**ABOUT THIS TASK:** Please give the number of lines in the listing that include the word "execution", with no other words.
*** Opening of LISTED RECORDS ***
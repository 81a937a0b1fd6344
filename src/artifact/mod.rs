//! Quantized model artifacts
//!
//! An [`Artifact`] is the immutable, self-describing export of one trained
//! model: the encoded bytes exactly as stored on disk, the metadata derived
//! from them, and the dequantized network used for server-side execution.
//! Metadata is never stored separately; it is recomputed from the bytes, so
//! it cannot drift from the artifact it describes.

mod codec;

use serde::{Deserialize, Serialize};

use crate::backend::{Int8Io, Network};
use crate::quant::{DType, QuantParams, QuantizationMode};
use crate::task::Task;
use crate::Result;

pub use codec::{MAGIC, VERSION};

/// Metadata record reported by builds and the catalog.
#[derive(Debug, Clone, PartialEq, Serialize, Deserialize)]
pub struct ArtifactMetadata {
    /// Task the model was trained for
    pub task: Task,
    /// Stored filename
    pub filename: String,
    /// Exact byte size
    pub size_bytes: u64,
    /// Size in KiB, rounded to one decimal
    pub size_kb: f64,
    /// Quantization mode
    pub quantization: QuantizationMode,
    /// `[1, input_dim]`
    pub input_shape: [usize; 2],
    /// Input element type
    pub input_dtype: DType,
    /// `[1, output_dim]`
    pub output_shape: [usize; 2],
    /// Output element type
    pub output_dtype: DType,
    /// Input affine params (uint8 input only)
    #[serde(default, skip_serializing_if = "Option::is_none")]
    pub input_quantization: Option<QuantParams>,
    /// Output affine params (uint8 output only)
    #[serde(default, skip_serializing_if = "Option::is_none")]
    pub output_quantization: Option<QuantParams>,
    /// Calibration rows used for int8 conversion
    #[serde(default, skip_serializing_if = "Option::is_none")]
    pub calibration_samples: Option<usize>,
    /// Hex content hash (trailer of the binary)
    pub content_hash: String,
}

/// Round a byte count to KiB with one decimal.
#[must_use]
pub fn size_kb(size_bytes: u64) -> f64 {
    (size_bytes as f64 / 1024.0 * 10.0).round() / 10.0
}

/// Encoded model plus derived metadata.
#[derive(Debug, Clone)]
pub struct Artifact {
    bytes: Vec<u8>,
    metadata: ArtifactMetadata,
    network: Network,
    int8: Option<Int8Io>,
}

impl Artifact {
    /// Encode `network` for `task` under `mode`. `int8` must be present
    /// exactly when `mode` is [`QuantizationMode::Int8`].
    ///
    /// # Errors
    ///
    /// Returns `Error::Validation` if the params do not match the mode.
    pub fn encode(
        task: Task,
        network: &Network,
        mode: QuantizationMode,
        int8: Option<Int8Io>,
    ) -> Result<Self> {
        let bytes = codec::encode(task, network, mode, int8)?;
        Self::from_bytes(bytes)
    }

    /// Decode stored bytes, verifying the content hash.
    ///
    /// # Errors
    ///
    /// Returns `Error::CorruptArtifact` on any truncation, bit-flip or
    /// structural inconsistency.
    pub fn from_bytes(bytes: Vec<u8>) -> Result<Self> {
        let (header, network, hash) = codec::decode(&bytes)?;
        let size_bytes = bytes.len() as u64;
        let metadata = ArtifactMetadata {
            task: header.task,
            filename: header.task.artifact_filename(),
            size_bytes,
            size_kb: size_kb(size_bytes),
            quantization: header.mode,
            input_shape: [1, header.input_dim],
            input_dtype: header.input_dtype,
            output_shape: [1, header.output_dim],
            output_dtype: header.output_dtype,
            input_quantization: header.int8.map(|io| io.input),
            output_quantization: header.int8.map(|io| io.output),
            calibration_samples: header.int8.map(|io| io.calibration_samples),
            content_hash: format!("{hash:016x}"),
        };
        Ok(Self {
            bytes,
            metadata,
            network,
            int8: header.int8,
        })
    }

    /// Encoded bytes, exactly as stored.
    #[must_use]
    pub fn bytes(&self) -> &[u8] {
        &self.bytes
    }

    /// Derived metadata.
    #[must_use]
    pub const fn metadata(&self) -> &ArtifactMetadata {
        &self.metadata
    }

    /// Task the model was trained for.
    #[must_use]
    pub const fn task(&self) -> Task {
        self.metadata.task
    }

    /// Dequantized network for execution.
    #[must_use]
    pub const fn network(&self) -> &Network {
        &self.network
    }

    /// Input/output affine params of an int8 artifact.
    #[must_use]
    pub const fn int8_io(&self) -> Option<Int8Io> {
        self.int8
    }
}
//! Property-based tests for apexrun-ml
//!
//! - Synthesizer determinism and label domains
//! - int8 affine round trip within one quantization step
//! - Feature-count contract
//! - Interpretation bounds and Riegel monotonicity
//! - Run with ProptestConfig::with_cases(64)

use apexrun_ml::dataset::{synthesize_with_seed, Labels};
use apexrun_ml::inference::validate_features;
use apexrun_ml::interpret::{self, FormLevel, Interpretation, RiskLevel};
use apexrun_ml::quant::QuantParams;
use apexrun_ml::task::Task;
use proptest::prelude::*;

// ============================================================================
// Strategies
// ============================================================================

fn arb_task() -> impl Strategy<Value = Task> {
    prop_oneof![
        Just(Task::GaitForm),
        Just(Task::InjuryRisk),
        Just(Task::Performance),
    ]
}

/// Calibration values spanning a random range.
fn arb_calibration() -> impl Strategy<Value = Vec<f32>> {
    (-500.0f32..500.0, 0.01f32..1000.0).prop_flat_map(|(lo, width)| {
        proptest::collection::vec(lo..=lo + width, 2..64)
    })
}

// ============================================================================
// Properties
// ============================================================================

proptest! {
    #![proptest_config(ProptestConfig::with_cases(64))]

    // ========================================================================
    // Synthesizer
    // ========================================================================

    /// Property: same (task, seed, n) gives identical datasets
    #[test]
    fn prop_synthesizer_deterministic(task in arb_task(), seed in any::<u64>(), n in 1usize..64) {
        let a = synthesize_with_seed(task, seed, n).unwrap();
        let b = synthesize_with_seed(task, seed, n).unwrap();
        prop_assert_eq!(a, b);
    }

    /// Property: shape and label domain follow the task contract
    #[test]
    fn prop_synthesizer_shape(task in arb_task(), seed in any::<u64>(), n in 1usize..64) {
        let ds = synthesize_with_seed(task, seed, n).unwrap();
        prop_assert_eq!(ds.len(), n);
        prop_assert_eq!(ds.n_features(), task.input_dim());
        prop_assert!(ds.features().iter().all(|v| v.is_finite()));
        match ds.labels() {
            Labels::Classes(c) => {
                prop_assert_eq!(task, Task::InjuryRisk);
                prop_assert!(c.iter().all(|&k| k < 3));
            }
            Labels::Regression(y) => {
                prop_assert_ne!(task, Task::InjuryRisk);
                prop_assert!(y.iter().all(|v| v.is_finite()));
                if task == Task::GaitForm {
                    prop_assert!(y.iter().all(|&v| (0.0..=100.0).contains(&v)));
                }
            }
        }
    }

    // ========================================================================
    // int8 affine quantization
    // ========================================================================

    /// Property: dequantize(quantize(x)) is within one step of x over the
    /// calibration samples
    #[test]
    fn prop_int8_round_trip_within_one_step(values in arb_calibration()) {
        let params = QuantParams::calibrate(values.iter());
        prop_assert!(params.scale > 0.0);
        for &v in &values {
            let back = params.dequantize(params.quantize(v));
            prop_assert!(
                (back - v).abs() <= params.scale * 1.001,
                "{} -> {} exceeds step {}", v, back, params.scale
            );
        }
    }

    /// Property: zero is exactly representable
    #[test]
    fn prop_int8_zero_exact(values in arb_calibration()) {
        let params = QuantParams::calibrate(values.iter());
        prop_assert_eq!(params.dequantize(params.quantize(0.0)), 0.0);
    }

    // ========================================================================
    // Feature-count contract
    // ========================================================================

    /// Property: only vectors of exactly input_dim finite values are accepted
    #[test]
    fn prop_feature_count_contract(task in arb_task(), len in 0usize..16, value in -1e3f32..1e3) {
        let features = vec![value; len];
        let result = validate_features(task, &features);
        prop_assert_eq!(result.is_ok(), len == task.input_dim());
    }

    // ========================================================================
    // Interpretation
    // ========================================================================

    /// Property: form score is clamped and bucketed consistently
    #[test]
    fn prop_gait_form_bounds(raw in -1e4f32..1e4) {
        match interpret::gait_form(raw) {
            Interpretation::GaitForm { form_score, level } => {
                prop_assert!((0.0..=100.0).contains(&form_score));
                prop_assert_eq!(level, FormLevel::from_score(form_score));
            }
            other => prop_assert!(false, "unexpected {:?}", other),
        }
    }

    /// Property: the reported class is the argmax and confidence its percentage
    #[test]
    fn prop_injury_risk_argmax(a in 0.0f32..1.0, b in 0.0f32..1.0, c in 0.0f32..1.0) {
        match interpret::injury_risk([a, b, c]) {
            Interpretation::InjuryRisk { risk_level, confidence, probabilities } => {
                let best = a.max(b).max(c);
                prop_assert!((confidence - best * 100.0).abs() < 1e-3);
                let chosen = match risk_level {
                    RiskLevel::Low => probabilities.low,
                    RiskLevel::Moderate => probabilities.moderate,
                    RiskLevel::High => probabilities.high,
                };
                prop_assert!((chosen - confidence).abs() < 1e-3);
            }
            other => prop_assert!(false, "unexpected {:?}", other),
        }
    }

    /// Property: race times are floored and strictly increase with distance
    #[test]
    fn prop_performance_floor_and_order(raw in -1e4f32..1e4) {
        match interpret::performance(raw) {
            Interpretation::Performance {
                predicted_5k_seconds,
                predicted_10k_seconds,
                predicted_half_marathon_seconds,
                predicted_marathon_seconds,
                ..
            } => {
                prop_assert!(predicted_5k_seconds >= 720);
                prop_assert!(predicted_10k_seconds > 2 * predicted_5k_seconds);
                prop_assert!(predicted_half_marathon_seconds > predicted_10k_seconds);
                prop_assert!(predicted_marathon_seconds > 2 * predicted_half_marathon_seconds);
            }
            other => prop_assert!(false, "unexpected {:?}", other),
        }
    }
}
*** Close of LISTED RECORDS ***
**FINISHED TASK:** 2